In the documentary film Freedom Riders, which I watched yesterday, there are frequent interviews with John Patterson who was the governor of Alabama at the time of the Freedom Rides. He was a segregationist, and his refusal to provide protection for the Freedom Riders allowed them to be beaten severely by white mobs. The interviews are curious. He comes off as intelligent and he speaks frankly and unapologetically about the time. He is never put on the spot by the interviewer. One comes away from the film curious about his current views. (He was in his late 80s when the film was made.) I looked him up and it turns out that he renounced his segregationist views a long time ago. (I wonder why he wasn’t given the opportunity to say so.) He insists, and of course he’s right, that in those days being in favor of integration in a place like Alabama was political suicide. Even more interesting, in 2008 he endorsed Obama for president. The Freedom Riders were not supported initially by the Civil Rights establishment—including Martin Luther King. It was thought they were pushing things too far, too fast. In the end they won. I think their pacifist stand had a lot to do with it. They were young, and many people thought them hopelessly naive. But they had courage, good hearts, a good sense of humor, and smart tactics. When Mississippi tried to intimidate the Freedom Riders by locking them up in the notoriously severe Parchman Prison rather than in a relatively easy city jail, the Freedom Riders said, “Okay, let’s fill the prison with so many of us that putting us in prison becomes a huge hassle for the state of Mississippi.” And they did it. They sent hundreds of volunteers—black, white, men, and women—down to break the segregation laws, and Mississippi was overwhelmed by it all. The Freedom Riders are true heroes, not the fakes who get passed off as heroes nowadays.
Archive for November, 2012
I recently received an email from someone in Canada who wanted to know why I had supported Obama’s reelection. He is angry with Obama and cited, specifically, Obama’s use of drones and his caving in to the Wall Street bankers. My answer to him was, yes, well…better him than the horror that was Romney. After watching a documentary on the Freedom Riders of the early 1960s, I’m reminded of another reason, a reason that I was well aware of in 2008, but less so this time around. Namely: It is so good for this country to have as president someone who is not lily-white—and who was re-elected to boot. That’s a fundamental and forever change, I think. And that’s good enough for me.
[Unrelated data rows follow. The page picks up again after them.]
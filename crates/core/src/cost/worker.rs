//! Detached cost metering worker.
//!
//! Callers hold a cloneable [`CostMeterHandle`] and enqueue events with
//! `try_send`; a full or closed queue drops the event with a warning and never
//! blocks. A single [`CostMeterWorker`] task records events one at a time, each
//! under its own deadline. On cancellation the queue is closed and whatever is
//! already buffered is drained before the task exits.

use std::sync::Arc;
use std::time::Duration;

use tokio::sync::mpsc;
use tokio::sync::mpsc::error::TrySendError;
use tokio::task::JoinHandle;
use tokio_util::sync::CancellationToken;
use tracing::{debug, info, warn};

use super::meter::CostMeter;
use super::types::CostEvent;

/// Cloneable sender side of the cost queue.
#[derive(Debug, Clone)]
pub struct CostMeterHandle {
    tx: Option<mpsc::Sender<CostEvent>>,
}

impl CostMeterHandle {
    /// A handle that discards every event, for wiring without metering.
    #[must_use]
    pub const fn detached() -> Self {
        Self { tx: None }
    }

    pub(crate) const fn from_sender(tx: mpsc::Sender<CostEvent>) -> Self {
        Self { tx: Some(tx) }
    }

    /// Enqueues an event without waiting. Returns whether it was queued.
    ///
    /// Events without billable usage are not queued at all.
    pub fn dispatch(&self, event: CostEvent) -> bool {
        if event.billable_usage().is_none() {
            return false;
        }
        let Some(tx) = &self.tx else {
            debug!(operation = %event.operation, "cost metering detached, event discarded");
            return false;
        };

        match tx.try_send(event) {
            Ok(()) => true,
            Err(TrySendError::Full(event)) => {
                warn!(user_id = %event.user_id, operation = %event.operation, "cost queue full, dropping event");
                false
            }
            Err(TrySendError::Closed(event)) => {
                warn!(user_id = %event.user_id, operation = %event.operation, "cost queue closed, dropping event");
                false
            }
        }
    }
}

/// Consumer side of the cost queue.
pub struct CostMeterWorker {
    meter: Arc<CostMeter>,
    rx: mpsc::Receiver<CostEvent>,
    write_timeout: Duration,
    shutdown: CancellationToken,
}

impl CostMeterWorker {
    /// Creates a worker and the handle that feeds it.
    ///
    /// A zero `capacity` is raised to one.
    #[must_use]
    pub fn new(
        meter: Arc<CostMeter>,
        capacity: usize,
        write_timeout: Duration,
        shutdown: CancellationToken,
    ) -> (Self, CostMeterHandle) {
        let (tx, rx) = mpsc::channel(capacity.max(1));
        let worker = Self {
            meter,
            rx,
            write_timeout,
            shutdown,
        };
        (worker, CostMeterHandle::from_sender(tx))
    }

    /// Runs the worker on its own task.
    pub fn spawn(self) -> JoinHandle<usize> {
        tokio::spawn(self.run())
    }

    /// Processes events until cancelled or every handle is dropped.
    ///
    /// Returns the number of events processed, including the ones drained at shutdown.
    pub async fn run(mut self) -> usize {
        info!(write_timeout_ms = self.write_timeout.as_millis(), "cost meter worker started");
        let mut processed = 0;

        loop {
            let event = tokio::select! {
                biased;
                () = self.shutdown.cancelled() => break,
                event = self.rx.recv() => event,
            };
            let Some(event) = event else {
                info!(processed, "all cost handles dropped, worker exiting");
                return processed;
            };
            self.process(event).await;
            processed += 1;
        }

        self.rx.close();
        let mut drained = 0;
        while let Some(event) = self.rx.recv().await {
            self.process(event).await;
            drained += 1;
        }
        info!(processed = processed + drained, drained, "cost meter worker stopped");
        processed + drained
    }

    async fn process(&self, event: CostEvent) {
        let user_id = event.user_id.clone();
        let operation = event.operation;
        if tokio::time::timeout(self.write_timeout, self.meter.record(event))
            .await
            .is_err()
        {
            warn!(user_id = %user_id, operation = %operation, "cost log write timed out");
        }
    }
}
Like a lot of people, I think, I feel more relieved than celebratory after the election. Basically, we’re back at square one, except that the Republicans are pretty much in a situation where they have to abandon their tactics of confrontation and obstruction. They failed in their bid to destroy Obama, to make him a one-term president. I don’t think most people want another four years of their intransigence. The one aspect of the election that cheers me is the very real possibility that the Republican strategy of depending on the angry white male voter has finally reached a dead end. This is a common theme in all the commentary I’ve been reading. It all began back in 1968 with Nixon’s “Southern Strategy,” a transparently, if not openly, racist approach. They’ve been tweaking it ever since. But it may finally be dead, dead, dead. Thank God! (Demographically speaking, I am a white male, a taxpaying, home-owning WASP. But I’m not angry.)
In the last two or three weeks I’ve been distracted by the election. Now I can get back to work in earnest. I haven’t done any final-draft level writing in ten years. It feels good to be back in the saddle. I’m satisfied with how it’s going.
An addendum a few hours after posting: No one knows really knows which way the wind will blow, but the Republicans are actually talking intransigence. For them it’s apparently got to be either victory or self-immolation.